### Try it
Each of the entries below needs to be given again exactly.

### Information provided
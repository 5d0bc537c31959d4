//! Backend selection: wallet-type identifier to `BackendConfig`.

use std::collections::BTreeMap;
use std::fmt;

use serde::{Deserialize, Serialize};

use super::traits::{ConnectionParams, DEFAULT_WALLET_NAME, PARAM_FRESH, PARAM_WALLET_NAME};

/// Connection parameter holding the enterprise store root directory.
pub const PARAM_PATH: &str = "path";

/// Storage backend kind.
#[derive(Debug, Clone, Copy, PartialEq, Eq, PartialOrd, Ord, Hash, Serialize, Deserialize)]
#[serde(rename_all = "snake_case")]
pub enum BackendKind {
    Default,
    Enterprise,
}

impl BackendKind {
    pub fn as_str(&self) -> &'static str {
        match self {
            BackendKind::Default => "default",
            BackendKind::Enterprise => "enterprise",
        }
    }

    /// Parse a recognized identifier. Case and surrounding whitespace are ignored.
    pub fn from_identifier(identifier: &str) -> Option<Self> {
        match identifier.trim().to_ascii_lowercase().as_str() {
            "default" => Some(BackendKind::Default),
            "enterprise" => Some(BackendKind::Enterprise),
            _ => None,
        }
    }
}

impl fmt::Display for BackendKind {
    fn fmt(&self, f: &mut fmt::Formatter<'_>) -> fmt::Result {
        f.write_str(self.as_str())
    }
}

/// Resolved backend configuration. Never mutated after resolution.
#[derive(Debug, Clone, PartialEq, Eq, Serialize, Deserialize)]
pub struct BackendConfig {
    pub kind: BackendKind,
    pub connection_params: ConnectionParams,
}

impl BackendConfig {
    pub fn param(&self, key: &str) -> Option<&str> {
        self.connection_params.get(key).map(String::as_str)
    }
}

/// Built-in connection parameters for a backend kind.
pub fn default_params(kind: BackendKind) -> ConnectionParams {
    let mut params = ConnectionParams::new();
    params.insert(PARAM_WALLET_NAME.to_string(), DEFAULT_WALLET_NAME.to_string());
    // Every run starts from an empty wallet unless overridden
    params.insert(PARAM_FRESH.to_string(), "true".to_string());
    if kind == BackendKind::Enterprise {
        let root = std::env::temp_dir().join("anoncreds-bench").join("wallets");
        params.insert(PARAM_PATH.to_string(), root.to_string_lossy().to_string());
    }
    params
}

/// Maps wallet-type identifiers to backend configurations.
///
/// Unknown identifiers resolve to `BackendKind::Default`.
#[derive(Debug, Clone, Default)]
pub struct BackendSelector {
    overrides: BTreeMap<BackendKind, ConnectionParams>,
}

impl BackendSelector {
    pub fn new() -> Self {
        Self::default()
    }

    /// Merge connection parameters over the built-in defaults for `kind`.
    pub fn with_params(mut self, kind: BackendKind, params: ConnectionParams) -> Self {
        self.overrides.entry(kind).or_default().extend(params);
        self
    }

    pub fn resolve(&self, identifier: &str) -> BackendConfig {
        let kind = BackendKind::from_identifier(identifier).unwrap_or_else(|| {
            tracing::warn!(
                identifier,
                "unknown wallet type, falling back to `{}`",
                BackendKind::Default
            );
            BackendKind::Default
        });
        let mut connection_params = default_params(kind);
        if let Some(extra) = self.overrides.get(&kind) {
            connection_params.extend(extra.iter().map(|(k, v)| (k.clone(), v.clone())));
        }
        BackendConfig {
            kind,
            connection_params,
        }
    }
}

/// Resolve an identifier with built-in parameters only.
pub fn resolve(identifier: &str) -> BackendConfig {
    BackendSelector::new().resolve(identifier)
}
pub mod backend;
pub mod bench;
pub mod core;
pub mod engine;
pub mod ledger;
pub mod report;
pub mod storage;

use std::fmt;

use serde::{Deserialize, Serialize};
use thiserror::Error;

/// Setup or measurement phase a run was in when it failed.
#[derive(Debug, Clone, Copy, PartialEq, Eq, Hash, Serialize, Deserialize)]
#[serde(rename_all = "snake_case")]
pub enum Phase {
    Resolve,
    Acquire,
    Demo,
    Loop,
    Summarize,
}

impl Phase {
    pub fn as_str(&self) -> &'static str {
        match self {
            Phase::Resolve => "resolve",
            Phase::Acquire => "acquire",
            Phase::Demo => "demo",
            Phase::Loop => "loop",
            Phase::Summarize => "summarize",
        }
    }
}

impl fmt::Display for Phase {
    fn fmt(&self, f: &mut fmt::Formatter<'_>) -> fmt::Result {
        f.write_str(self.as_str())
    }
}

/// Operation exposed by the protocol facade.
#[derive(Debug, Clone, Copy, PartialEq, Eq, Hash, Serialize, Deserialize)]
#[serde(rename_all = "snake_case")]
pub enum ProtocolOp {
    IssueCredential,
    CreateProofRequest,
    CreateProof,
    VerifyProof,
}

impl ProtocolOp {
    pub fn as_str(&self) -> &'static str {
        match self {
            ProtocolOp::IssueCredential => "issue_credential",
            ProtocolOp::CreateProofRequest => "create_proof_request",
            ProtocolOp::CreateProof => "create_proof",
            ProtocolOp::VerifyProof => "verify_proof",
        }
    }
}

impl fmt::Display for ProtocolOp {
    fn fmt(&self, f: &mut fmt::Formatter<'_>) -> fmt::Result {
        f.write_str(self.as_str())
    }
}

#[derive(Debug, Error)]
pub enum BenchError {
    #[error("{0}")]
    Message(String),
    #[error("backend unavailable: {0}")]
    BackendUnavailable(String),
    #[error("failed to create {role} identity: {reason}")]
    IdentityCreationFailed {
        role: engine::identity::Role,
        reason: String,
    },
    #[error("protocol operation {operation} failed")]
    ProtocolOperationFailed {
        operation: ProtocolOp,
        #[source]
        cause: Box<BenchError>,
    },
    #[error("run failed in {phase} phase")]
    RunFailed {
        phase: Phase,
        #[source]
        cause: Box<BenchError>,
    },
    #[error(transparent)]
    Anyhow(#[from] anyhow::Error),
}

impl BenchError {
    pub fn run_failed(phase: Phase, cause: BenchError) -> Self {
        BenchError::RunFailed {
            phase,
            cause: Box::new(cause),
        }
    }

    /// Phase attached to a `RunFailed` error, if any.
    pub fn phase(&self) -> Option<Phase> {
        match self {
            BenchError::RunFailed { phase, .. } => Some(*phase),
            _ => None,
        }
    }

    /// Innermost error, skipping `RunFailed` and `ProtocolOperationFailed` wrappers.
    pub fn root_cause(&self) -> &BenchError {
        match self {
            BenchError::RunFailed { cause, .. } => cause.root_cause(),
            BenchError::ProtocolOperationFailed { cause, .. } => cause.root_cause(),
            other => other,
        }
    }
}

pub type BenchResult<T> = Result<T, BenchError>;

pub fn sha256_hex(bytes: &[u8]) -> String {
    use sha256::digest;
    digest(bytes)
}

pub(crate) fn now_rfc3339() -> String {
    time::OffsetDateTime::now_utc()
        .format(&time::format_description::well_known::Rfc3339)
        .unwrap_or_default()
}
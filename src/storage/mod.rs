//! Storage layer for run reports.
//!
//! This module provides persistence for `RunReport` data in various formats.

pub mod csv;
pub mod jsonl;

// Re-export key types
pub use csv::{CSV_HEADERS, CsvExporter};
pub use jsonl::JsonlWriter;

### Answer to this exercise
repository 5d0bc537c31959d4
//! Backend selection: wallet-type identifier to `BackendConfig`.

use std::collections::BTreeMap;
use std::fmt;

use serde::{Deserialize, Serialize};

use super::traits::{ConnectionParams, DEFAULT_WALLET_NAME, PARAM_FRESH, PARAM_WALLET_NAME};

/// Connection parameter holding the enterprise store root directory.
pub const PARAM_PATH: &str = "path";

/// Storage backend kind.
#[derive(Debug, Clone, Copy, PartialEq, Eq, PartialOrd, Ord, Hash, Serialize, Deserialize)]
#[serde(rename_all = "snake_case")]
pub enum BackendKind {
    Default,
    Enterprise,
}

impl BackendKind {
    pub fn as_str(&self) -> &'static str {
        match self {
            BackendKind::Default => "default",
            BackendKind::Enterprise => "enterprise",
        }
    }

    /// Parse a recognized identifier. Case and surrounding whitespace are ignored.
    pub fn from_identifier(identifier: &str) -> Option<Self> {
        match identifier.trim().to_ascii_lowercase().as_str() {
            "default" => Some(BackendKind::Default),
            "enterprise" => Some(BackendKind::Enterprise),
            _ => None,
        }
    }
}

impl fmt::Display for BackendKind {
    fn fmt(&self, f: &mut fmt::Formatter<'_>) -> fmt::Result {
        f.write_str(self.as_str())
    }
}

/// Resolved backend configuration. Never mutated after resolution.
#[derive(Debug, Clone, PartialEq, Eq, Serialize, Deserialize)]
pub struct BackendConfig {
    pub kind: BackendKind,
    pub connection_params: ConnectionParams,
}

impl BackendConfig {
    pub fn param(&self, key: &str) -> Option<&str> {
        self.connection_params.get(key).map(String::as_str)
    }
}

/// Built-in connection parameters for a backend kind.
pub fn default_params(kind: BackendKind) -> ConnectionParams {
    let mut params = ConnectionParams::new();
    params.insert(PARAM_WALLET_NAME.to_string(), DEFAULT_WALLET_NAME.to_string());
    // Every run starts from an empty wallet unless overridden
    params.insert(PARAM_FRESH.to_string(), "true".to_string());
    if kind == BackendKind::Enterprise {
        let root = std::env::temp_dir().join("anoncreds-bench").join("wallets");
        params.insert(PARAM_PATH.to_string(), root.to_string_lossy().to_string());
    }
    params
}

/// Maps wallet-type identifiers to backend configurations.
///
/// Unknown identifiers resolve to `BackendKind::Default`.
#[derive(Debug, Clone, Default)]
pub struct BackendSelector {
    overrides: BTreeMap<BackendKind, ConnectionParams>,
}

impl BackendSelector {
    pub fn new() -> Self {
        Self::default()
    }

    /// Merge connection parameters over the built-in defaults for `kind`.
    pub fn with_params(mut self, kind: BackendKind, params: ConnectionParams) -> Self {
        self.overrides.entry(kind).or_default().extend(params);
        self
    }

    pub fn resolve(&self, identifier: &str) -> BackendConfig {
        let kind = BackendKind::from_identifier(identifier).unwrap_or_else(|| {
            tracing::warn!(
                identifier,
                "unknown wallet type, falling back to `{}`",
                BackendKind::Default
            );
            BackendKind::Default
        });
        let mut connection_params = default_params(kind);
        if let Some(extra) = self.overrides.get(&kind) {
            connection_params.extend(extra.iter().map(|(k, v)| (k.clone(), v.clone())));
        }
        BackendConfig {
            kind,
            connection_params,
        }
    }
}

/// Resolve an identifier with built-in parameters only.
pub fn resolve(identifier: &str) -> BackendConfig {
    BackendSelector::new().resolve(identifier)
}
pub mod backend;
pub mod bench;
pub mod core;
pub mod engine;
pub mod ledger;
pub mod report;
pub mod storage;

use std::fmt;

use serde::{Deserialize, Serialize};
use thiserror::Error;

/// Setup or measurement phase a run was in when it failed.
#[derive(Debug, Clone, Copy, PartialEq, Eq, Hash, Serialize, Deserialize)]
#[serde(rename_all = "snake_case")]
pub enum Phase {
    Resolve,
    Acquire,
    Demo,
    Loop,
    Summarize,
}

impl Phase {
    pub fn as_str(&self) -> &'static str {
        match self {
            Phase::Resolve => "resolve",
            Phase::Acquire => "acquire",
            Phase::Demo => "demo",
            Phase::Loop => "loop",
            Phase::Summarize => "summarize",
        }
    }
}

impl fmt::Display for Phase {
    fn fmt(&self, f: &mut fmt::Formatter<'_>) -> fmt::Result {
        f.write_str(self.as_str())
    }
}

/// Operation exposed by the protocol facade.
#[derive(Debug, Clone, Copy, PartialEq, Eq, Hash, Serialize, Deserialize)]
#[serde(rename_all = "snake_case")]
pub enum ProtocolOp {
    IssueCredential,
    CreateProofRequest,
    CreateProof,
    VerifyProof,
}

impl ProtocolOp {
    pub fn as_str(&self) -> &'static str {
        match self {
            ProtocolOp::IssueCredential => "issue_credential",
            ProtocolOp::CreateProofRequest => "create_proof_request",
            ProtocolOp::CreateProof => "create_proof",
            ProtocolOp::VerifyProof => "verify_proof",
        }
    }
}

impl fmt::Display for ProtocolOp {
    fn fmt(&self, f: &mut fmt::Formatter<'_>) -> fmt::Result {
        f.write_str(self.as_str())
    }
}

#[derive(Debug, Error)]
pub enum BenchError {
    #[error("{0}")]
    Message(String),
    #[error("backend unavailable: {0}")]
    BackendUnavailable(String),
    #[error("failed to create {role} identity: {reason}")]
    IdentityCreationFailed {
        role: engine::identity::Role,
        reason: String,
    },
    #[error("protocol operation {operation} failed")]
    ProtocolOperationFailed {
        operation: ProtocolOp,
        #[source]
        cause: Box<BenchError>,
    },
    #[error("run failed in {phase} phase")]
    RunFailed {
        phase: Phase,
        #[source]
        cause: Box<BenchError>,
    },
    #[error(transparent)]
    Anyhow(#[from] anyhow::Error),
}

impl BenchError {
    pub fn run_failed(phase: Phase, cause: BenchError) -> Self {
        BenchError::RunFailed {
            phase,
            cause: Box::new(cause),
        }
    }

    /// Phase attached to a `RunFailed` error, if any.
    pub fn phase(&self) -> Option<Phase> {
        match self {
            BenchError::RunFailed { phase, .. } => Some(*phase),
            _ => None,
        }
    }

    /// Innermost error, skipping `RunFailed` and `ProtocolOperationFailed` wrappers.
    pub fn root_cause(&self) -> &BenchError {
        match self {
            BenchError::RunFailed { cause, .. } => cause.root_cause(),
            BenchError::ProtocolOperationFailed { cause, .. } => cause.root_cause(),
            other => other,
        }
    }
}

pub type BenchResult<T> = Result<T, BenchError>;

pub fn sha256_hex(bytes: &[u8]) -> String {
    use sha256::digest;
    digest(bytes)
}

pub(crate) fn now_rfc3339() -> String {
    time::OffsetDateTime::now_utc()
        .format(&time::format_description::well_known::Rfc3339)
        .unwrap_or_default()
}
filename src/storage/mod.rs
//! Storage layer for run reports.
//!
//! This module provides persistence for `RunReport` data in various formats.

pub mod csv;
pub mod jsonl;

// Re-export key types
pub use csv::{CSV_HEADERS, CsvExporter};
pub use jsonl::JsonlWriter;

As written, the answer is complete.